Below are some records. Say how many of their lines include the string "change", giving only the number.

[Source data]
=== Begin Enclosure ===
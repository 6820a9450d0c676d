//! Configuration System
//!
//! Handles loading configuration from files and environment variables.
//! Supports TOML config files and environment variable overrides.

use serde::Deserialize;
use std::path::{Path, PathBuf};

use crate::storage::{DatabaseConfig, WalSyncMode};

/// Main configuration structure
#[derive(Debug, Clone, Default, Deserialize)]
pub struct Config {
    #[serde(default)]
    pub storage: StorageConfig,

    #[serde(default)]
    pub api: ApiConfig,

    #[serde(default)]
    pub auth: AuthConfig,

    #[serde(default)]
    pub dashboard: DashboardConfig,

    #[serde(default)]
    pub logging: LoggingConfig,
}

/// Realtime database configuration
#[derive(Debug, Clone, Deserialize)]
pub struct StorageConfig {
    #[serde(default = "default_data_dir")]
    pub data_dir: String,

    /// Journal mutations to `data_dir`; in-memory only when false
    #[serde(default = "default_persist")]
    pub persist: bool,

    #[serde(default = "default_wal_sync")]
    pub wal_sync: String,
}

fn default_data_dir() -> String {
    dirs::data_local_dir()
        .map(|p| p.join("mk2-monitor").to_string_lossy().to_string())
        .unwrap_or_else(|| "./mk2_data".to_string())
}

fn default_persist() -> bool {
    true
}

fn default_wal_sync() -> String {
    "batched".to_string()
}

impl Default for StorageConfig {
    fn default() -> Self {
        Self {
            data_dir: default_data_dir(),
            persist: default_persist(),
            wal_sync: default_wal_sync(),
        }
    }
}

impl StorageConfig {
    /// Database settings described by this section
    pub fn database_config(&self) -> Result<DatabaseConfig, ConfigError> {
        if !self.persist {
            return Ok(DatabaseConfig::in_memory());
        }
        let wal_sync: WalSyncMode = self.wal_sync.parse().map_err(|e| ConfigError::Invalid {
            field: "storage.wal_sync".to_string(),
            error: format!("{}", e),
        })?;
        Ok(DatabaseConfig {
            data_dir: Some(PathBuf::from(&self.data_dir)),
            wal_sync,
        })
    }
}

/// API server configuration
#[derive(Debug, Clone, Deserialize)]
pub struct ApiConfig {
    #[serde(default = "default_host")]
    pub host: String,

    #[serde(default = "default_port")]
    pub port: u16,

    /// Empty means any origin
    #[serde(default)]
    pub cors_origins: Vec<String>,

    #[serde(default = "default_max_connections")]
    pub max_connections: usize,
}

fn default_host() -> String {
    "0.0.0.0".to_string()
}

fn default_port() -> u16 {
    8086
}

fn default_max_connections() -> usize {
    1000
}

impl Default for ApiConfig {
    fn default() -> Self {
        Self {
            host: default_host(),
            port: default_port(),
            cors_origins: Vec::new(),
            max_connections: default_max_connections(),
        }
    }
}

impl ApiConfig {
    pub fn new(host: impl Into<String>, port: u16) -> Self {
        Self {
            host: host.into(),
            port,
            ..Default::default()
        }
    }

    /// Get the socket address string
    pub fn addr(&self) -> String {
        format!("{}:{}", self.host, self.port)
    }
}

/// Token settings
#[derive(Debug, Clone, Deserialize)]
pub struct AuthConfig {
    #[serde(default = "default_jwt_secret")]
    pub jwt_secret: String,

    #[serde(default = "default_token_ttl")]
    pub token_ttl_hours: u64,
}

fn default_jwt_secret() -> String {
    "change-me".to_string()
}

fn default_token_ttl() -> u64 {
    24
}

impl Default for AuthConfig {
    fn default() -> Self {
        Self {
            jwt_secret: default_jwt_secret(),
            token_ttl_hours: default_token_ttl(),
        }
    }
}

/// Dashboard behaviour
#[derive(Debug, Clone, Deserialize)]
pub struct DashboardConfig {
    /// Chart range used while the user has none stored
    #[serde(default = "default_chart_range")]
    pub default_chart_range: u32,

    /// Points a chart keeps before shifting
    #[serde(default = "default_chart_window")]
    pub chart_window: usize,

    #[serde(default = "default_table_page_size")]
    pub table_page_size: usize,
}

fn default_chart_range() -> u32 {
    40
}

fn default_chart_window() -> usize {
    crate::dashboard::DEFAULT_WINDOW
}

fn default_table_page_size() -> usize {
    crate::dashboard::DEFAULT_PAGE_SIZE
}

impl Default for DashboardConfig {
    fn default() -> Self {
        Self {
            default_chart_range: default_chart_range(),
            chart_window: default_chart_window(),
            table_page_size: default_table_page_size(),
        }
    }
}

/// Logging configuration
#[derive(Debug, Clone, Deserialize)]
pub struct LoggingConfig {
    #[serde(default = "default_log_level")]
    pub level: String,

    #[serde(default = "default_log_format")]
    pub format: String,
}

fn default_log_level() -> String {
    "info".to_string()
}

fn default_log_format() -> String {
    "pretty".to_string()
}

impl Default for LoggingConfig {
    fn default() -> Self {
        Self {
            level: default_log_level(),
            format: default_log_format(),
        }
    }
}

impl Config {
    /// Load configuration from a file
    pub fn load(path: &Path) -> Result<Self, ConfigError> {
        let content = std::fs::read_to_string(path).map_err(|e| ConfigError::Io {
            path: path.to_path_buf(),
            error: e.to_string(),
        })?;

        let config = Self::parse(&content).map_err(|e| ConfigError::Parse {
            path: path.to_path_buf(),
            error: e.to_string(),
        })?;
        config.validate()?;
        Ok(config)
    }

    /// Reject values the dashboard cannot work with
    pub fn validate(&self) -> Result<(), ConfigError> {
        if self.dashboard.table_page_size < crate::dashboard::MIN_PAGE_SIZE {
            return Err(ConfigError::Invalid {
                field: "dashboard.table_page_size".to_string(),
                error: format!(
                    "must be at least {}, got {}",
                    crate::dashboard::MIN_PAGE_SIZE,
                    self.dashboard.table_page_size
                ),
            });
        }
        if self.dashboard.default_chart_range == 0 {
            return Err(ConfigError::Invalid {
                field: "dashboard.default_chart_range".to_string(),
                error: "must be at least 1".to_string(),
            });
        }
        Ok(())
    }

    /// Parse configuration from TOML text
    pub fn parse(content: &str) -> Result<Self, toml::de::Error> {
        toml::from_str(content)
    }

    /// Load configuration from environment variables only
    pub fn from_env() -> Self {
        let mut config = Config::default();
        config.apply_env_overrides();
        config
    }

    /// Load configuration with environment variable overrides
    pub fn load_with_env(path: &Path) -> Result<Self, ConfigError> {
        let mut config = Self::load(path)?;
        config.apply_env_overrides();
        Ok(config)
    }

    /// Load from default locations or environment
    pub fn load_default() -> Self {
        for path in Self::default_paths() {
            if path.exists() {
                match Self::load_with_env(&path) {
                    Ok(config) => {
                        tracing::info!("Loaded config from {:?}", path);
                        return config;
                    }
                    Err(e) => {
                        tracing::warn!("Failed to load config from {:?}: {}", path, e);
                    }
                }
            }
        }

        tracing::info!("Using default config with environment overrides");
        Self::from_env()
    }

    /// Candidate config files, most specific first
    pub fn default_paths() -> Vec<PathBuf> {
        [
            dirs::config_dir().map(|p| p.join("mk2-monitor").join("config.toml")),
            Some(PathBuf::from("/etc/mk2-monitor/config.toml")),
            Some(PathBuf::from("./config.toml")),
        ]
        .into_iter()
        .flatten()
        .collect()
    }

    fn apply_env_overrides(&mut self) {
        self.apply_overrides(|key| std::env::var(key).ok());
    }

    /// Apply `MK2_*` overrides from a variable lookup
    fn apply_overrides(&mut self, var: impl Fn(&str) -> Option<String>) {
        if let Some(data_dir) = var("MK2_DATA_DIR") {
            self.storage.data_dir = data_dir;
        }

        if let Some(host) = var("MK2_API_HOST") {
            self.api.host = host;
        }
        if let Some(port) = var("MK2_API_PORT") {
            match port.parse() {
                Ok(p) => self.api.port = p,
                Err(_) => tracing::warn!(value = %port, "Ignoring invalid MK2_API_PORT"),
            }
        }

        if let Some(secret) = var("MK2_JWT_SECRET") {
            self.auth.jwt_secret = secret;
        }

        if let Some(level) = var("MK2_LOG_LEVEL") {
            self.logging.level = level;
        }
        if let Some(format) = var("MK2_LOG_FORMAT") {
            self.logging.format = format;
        }
    }
}

/// Configuration errors
#[derive(Debug, thiserror::Error)]
pub enum ConfigError {
    #[error("Failed to read config file {path:?}: {error}")]
    Io { path: PathBuf, error: String },

    #[error("Failed to parse config file {path:?}: {error}")]
    Parse { path: PathBuf, error: String },

    #[error("Invalid value for {field}: {error}")]
    Invalid { field: String, error: String },
}

/// Generate a default config file content
pub fn generate_default_config() -> String {
    r#"# MK2 Monitor Configuration
#
# Environment variables override these settings:
# - MK2_DATA_DIR
# - MK2_API_HOST
# - MK2_API_PORT
# - MK2_JWT_SECRET
# - MK2_LOG_LEVEL
# - MK2_LOG_FORMAT

[storage]
# Directory for the readings journal
data_dir = "~/.local/share/mk2-monitor"

# Keep readings across restarts
persist = true

# Journal fsync strategy: every_write, batched or none
wal_sync = "batched"

[api]
host = "0.0.0.0"
port = 8086

# Allowed CORS origins (empty allows any)
cors_origins = []

# Maximum concurrent dashboard pages
max_connections = 1000

[auth]
# Shared secret for HS256 session tokens
jwt_secret = "change-me"
token_ttl_hours = 24

[dashboard]
# Readings shown per chart until the user picks a range
default_chart_range = 40

# Points a chart keeps before shifting
chart_window = 40

# Rows per history table page
table_page_size = 100

[logging]
# Log level: trace, debug, info, warn, error
level = "info"

# Log format: pretty (for development) or json (for production)
format = "pretty"
"#
    .to_string()
}
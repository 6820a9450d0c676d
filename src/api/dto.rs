//! Data Transfer Objects
//!
//! Request and response types for the API endpoints.
//! These types are serialized/deserialized to/from JSON.

use chrono::Utc;
use serde::{Deserialize, Serialize};

use crate::storage::Reading;

// ============================================
// READING DTOs
// ============================================

/// Reading pushed by the device or a script
#[derive(Debug, Deserialize)]
pub struct PushReadingRequest {
    /// Epoch seconds, defaults to now
    #[serde(default)]
    pub timestamp: Option<i64>,
    #[serde(default)]
    pub power: Option<f64>,
    #[serde(default)]
    pub diverted: Option<f64>,
    /// Older firmware sends the load as `temperature`
    #[serde(default, alias = "temperature")]
    pub load: Option<f64>,
}

impl PushReadingRequest {
    pub fn into_reading(self) -> Reading {
        Reading {
            timestamp: self.timestamp.unwrap_or_else(|| Utc::now().timestamp()),
            power: self.power,
            diverted: self.diverted,
            load: self.load,
        }
    }
}

/// Query parameters of `GET /api/v1/readings`
#[derive(Debug, Default, Deserialize)]
pub struct ReadingsQuery {
    /// Newest readings to return
    #[serde(default)]
    pub last: Option<usize>,
    /// Inclusive upper bound on the timestamp
    #[serde(default)]
    pub end_at: Option<i64>,
}

/// Readings listing, ascending by timestamp
#[derive(Debug, Serialize, Deserialize)]
pub struct ReadingsResponse {
    pub count: usize,
    pub readings: Vec<Reading>,
}

// ============================================
// RANGE DTOs
// ============================================

#[derive(Debug, Deserialize)]
pub struct SetRangeRequest {
    pub range: u32,
}

#[derive(Debug, Serialize, Deserialize)]
pub struct RangeResponse {
    /// Stored range, absent until the user picks one
    pub range: Option<u32>,
    /// Range the charts actually use
    pub effective: u32,
}

// ============================================
// HEALTH DTOs
// ============================================

/// Full health status
#[derive(Debug, Serialize)]
pub struct HealthResponse {
    /// Overall status: healthy or unhealthy
    pub status: String,
    /// Storage status
    pub storage: String,
    /// Server uptime in seconds
    pub uptime_seconds: u64,
    /// Open dashboard pages
    pub connections: usize,
    /// Readings held across all users
    pub readings: usize,
    /// Application version
    pub version: String,
}
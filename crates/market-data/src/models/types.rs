use std::borrow::Cow;

/// Market code, e.g. `EN.LIS` - mostly static
pub type MarketCode = Cow<'static, str>;
//! Stock resolution: market tables and the ISIN-keyed stock database.

mod market_map;
mod stock_db;


pub use market_map::{market_to_varname, varname_to_market, MarketMap, UNKNOWN_MARKET};
pub use stock_db::StockDb;
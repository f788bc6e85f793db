//! Market code to market name mappings.
//!
//! Euronext publishes its equity list with a full market name per row
//! ("Euronext Lisbon"); reference data is keyed by the short code
//! (`EN.LIS`). This table converts between the two.

use std::borrow::Cow;
use std::collections::HashMap;

use crate::models::MarketCode;

/// Returned by [`MarketMap::short_name`] for unmapped market names.
pub const UNKNOWN_MARKET: &str = "?";

/// Market code to full market name database.
pub struct MarketMap {
    names: HashMap<MarketCode, Cow<'static, str>>,
}

impl Default for MarketMap {
    fn default() -> Self {
        Self::new()
    }
}

impl MarketMap {
    /// Create a new MarketMap with the default Euronext markets.
    pub fn new() -> Self {
        let mut map = Self {
            names: HashMap::new(),
        };
        map.load_defaults();
        map
    }

    fn load_defaults(&mut self) {
        // ===== Euronext Access =====
        self.add("BRU.A", "Euronext Access Brussels");
        self.add("LIS.A", "Euronext Access Lisbon");
        self.add("PAR.A", "Euronext Access Paris");

        // ===== Euronext regulated =====
        self.add("AMS.A", "Euronext Amsterdam");
        self.add("EN.AB", "Euronext Amsterdam, Brussels");
        self.add("EN.ABP", "Euronext Amsterdam, Brussels, Paris");
        self.add("EN.AP", "Euronext Amsterdam, Paris");
        self.add("EN.B", "Euronext Brussels");
        self.add("EN.BA", "Euronext Brussels, Amsterdam");
        self.add("EN.BP", "Euronext Brussels, Paris");
        self.add("EN.DUBLIN", "Euronext Dublin");
        self.add("EN.LIS", "Euronext Lisbon");
        self.add("EN.PAR", "Euronext Paris");
        self.add("EN.PA", "Euronext Paris, Amsterdam");
        self.add("EN.PAB", "Euronext Paris, Amsterdam, Brussels");
        self.add("EN.PB", "Euronext Paris, Brussels");

        // ===== Expand / Expert =====
        self.add("EX.OSLO", "Euronext Expand Oslo");
        self.add("EN.EXP", "Euronext Expert Market");

        // ===== Euronext Growth =====
        self.add("EG.BRU", "Euronext Growth Brussels");
        self.add("EG.DUBLIN", "Euronext Growth Dublin");
        self.add("EG.LIS", "Euronext Growth Lisbon");
        self.add("EG.OSLO", "Euronext Growth Oslo");
        self.add("EG.PAR", "Euronext Growth Paris");
        self.add("EG.PB", "Euronext Growth Paris, Brussels");

        // ===== Other =====
        self.add("OSLO", "Oslo B.rs");
        self.add("NLB", "Traded not listed Brussels");
    }

    fn add(&mut self, code: &'static str, name: &'static str) {
        self.names.insert(Cow::Borrowed(code), Cow::Borrowed(name));
    }

    /// Full market name for a code.
    pub fn name(&self, code: &str) -> Option<&str> {
        self.names.get(code).map(|n| n.as_ref())
    }

    /// Short code for a full market name, or [`UNKNOWN_MARKET`].
    pub fn short_name(&self, market_name: &str) -> &str {
        self.names
            .iter()
            .find(|(_, name)| name.as_ref() == market_name)
            .map(|(code, _)| code.as_ref())
            .unwrap_or(UNKNOWN_MARKET)
    }

    /// All market codes, sorted.
    pub fn codes(&self) -> Vec<&str> {
        let mut codes: Vec<&str> = self.names.keys().map(|c| c.as_ref()).collect();
        codes.sort_unstable();
        codes
    }
}

/// Identifier-safe form of a market code: `EN.LIS` becomes `EN_LIS`.
pub fn market_to_varname(code: &str) -> String {
    code.replace('.', "_")
}

/// Inverse of [`market_to_varname`].
pub fn varname_to_market(name: &str) -> String {
    name.replace('_', ".")
}

#[cfg(test)]
mod tests {
    use super::*;

    #[test]
    fn test_name_lookup() {
        let map = MarketMap::new();
        assert_eq!(map.name("EN.LIS"), Some("Euronext Lisbon"));
        assert_eq!(map.name("XNYS"), None);
    }

    #[test]
    fn test_short_name() {
        let map = MarketMap::new();
        assert_eq!(map.short_name("Euronext Growth Paris, Brussels"), "EG.PB");
        assert_eq!(map.short_name("Nasdaq"), UNKNOWN_MARKET);
    }

    #[test]
    fn test_codes_sorted() {
        let map = MarketMap::new();
        let codes = map.codes();
        assert_eq!(codes.len(), 26);
        assert_eq!(codes.first(), Some(&"AMS.A"));
    }

    #[test]
    fn test_varname_conversion() {
        assert_eq!(market_to_varname("EN.LIS"), "EN_LIS");
        assert_eq!(varname_to_market("EN_LIS"), "EN.LIS");
    }
}
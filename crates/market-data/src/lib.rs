//! Netstocked Market Data Crate
//!
//! Reference data for listed equities: ISIN validation, per-market stock
//! lists with ISIN resolution, and stock index compositions.
//!
//! # Overview
//!
//! - [`isin`] - ISO 6166 check digit computation and validation
//! - [`StockDb`] - market code to stock list, ISIN to (symbol, name)
//! - [`StockWeight`] - one stock index: abbreviation, full name, weight
//! - [`StockRefs`] / [`RefIsin`] - cross references between indexes and ISINs
//! - [`MarketMap`] - Euronext market codes and names
//!
//! All types are plain in-memory structures; loading the source files is
//! left to the caller.

pub mod errors;
pub mod isin;
pub mod models;
pub mod resolver;
pub mod weights;

pub use errors::{MarketDataError, Result};
pub use isin::Isin;
pub use models::{MarketCode, StockIdentity, StockRecord, NO_SYMBOL};
pub use resolver::{
    market_to_varname, varname_to_market, MarketMap, StockDb, UNKNOWN_MARKET,
};
pub use weights::{
    comp_name_ok, RefIsin, RefsStatus, StockRefs, StockWeight, Weight, WeightTotal,
    UNKNOWN_WEIGHT,
};
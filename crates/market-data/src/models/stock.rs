use serde::{Deserialize, Serialize};

/// Symbol value meaning "no trading symbol". Exempt from uniqueness checks.
pub const NO_SYMBOL: &str = "-";

/// One listed equity as published by a market: (coin, ISIN, symbol, name).
#[derive(Debug, Clone, PartialEq, Eq, Serialize, Deserialize)]
#[serde(rename_all = "camelCase")]
pub struct StockRecord {
    /// Trading currency
    pub coin: String,
    pub isin: String,
    /// Ticker, or [`NO_SYMBOL`]
    pub symbol: String,
    pub name: String,
}

impl StockRecord {
    pub fn new(
        coin: impl Into<String>,
        isin: impl Into<String>,
        symbol: impl Into<String>,
        name: impl Into<String>,
    ) -> Self {
        Self {
            coin: coin.into(),
            isin: isin.into(),
            symbol: symbol.into(),
            name: name.into(),
        }
    }

    /// Whether the record carries a real trading symbol.
    pub fn has_symbol(&self) -> bool {
        !self.symbol.is_empty() && self.symbol != NO_SYMBOL
    }
}

impl<C, I, S, N> From<(C, I, S, N)> for StockRecord
where
    C: Into<String>,
    I: Into<String>,
    S: Into<String>,
    N: Into<String>,
{
    fn from((coin, isin, symbol, name): (C, I, S, N)) -> Self {
        Self::new(coin, isin, symbol, name)
    }
}

/// What an ISIN resolves to: (symbol, name), plus the market it was
/// admitted from.
#[derive(Debug, Clone, PartialEq, Eq, Serialize, Deserialize)]
#[serde(rename_all = "camelCase")]
pub struct StockIdentity {
    pub symbol: String,
    pub name: String,
    pub market: String,
}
=== End Enclosure ===
§ Exercise solution:
2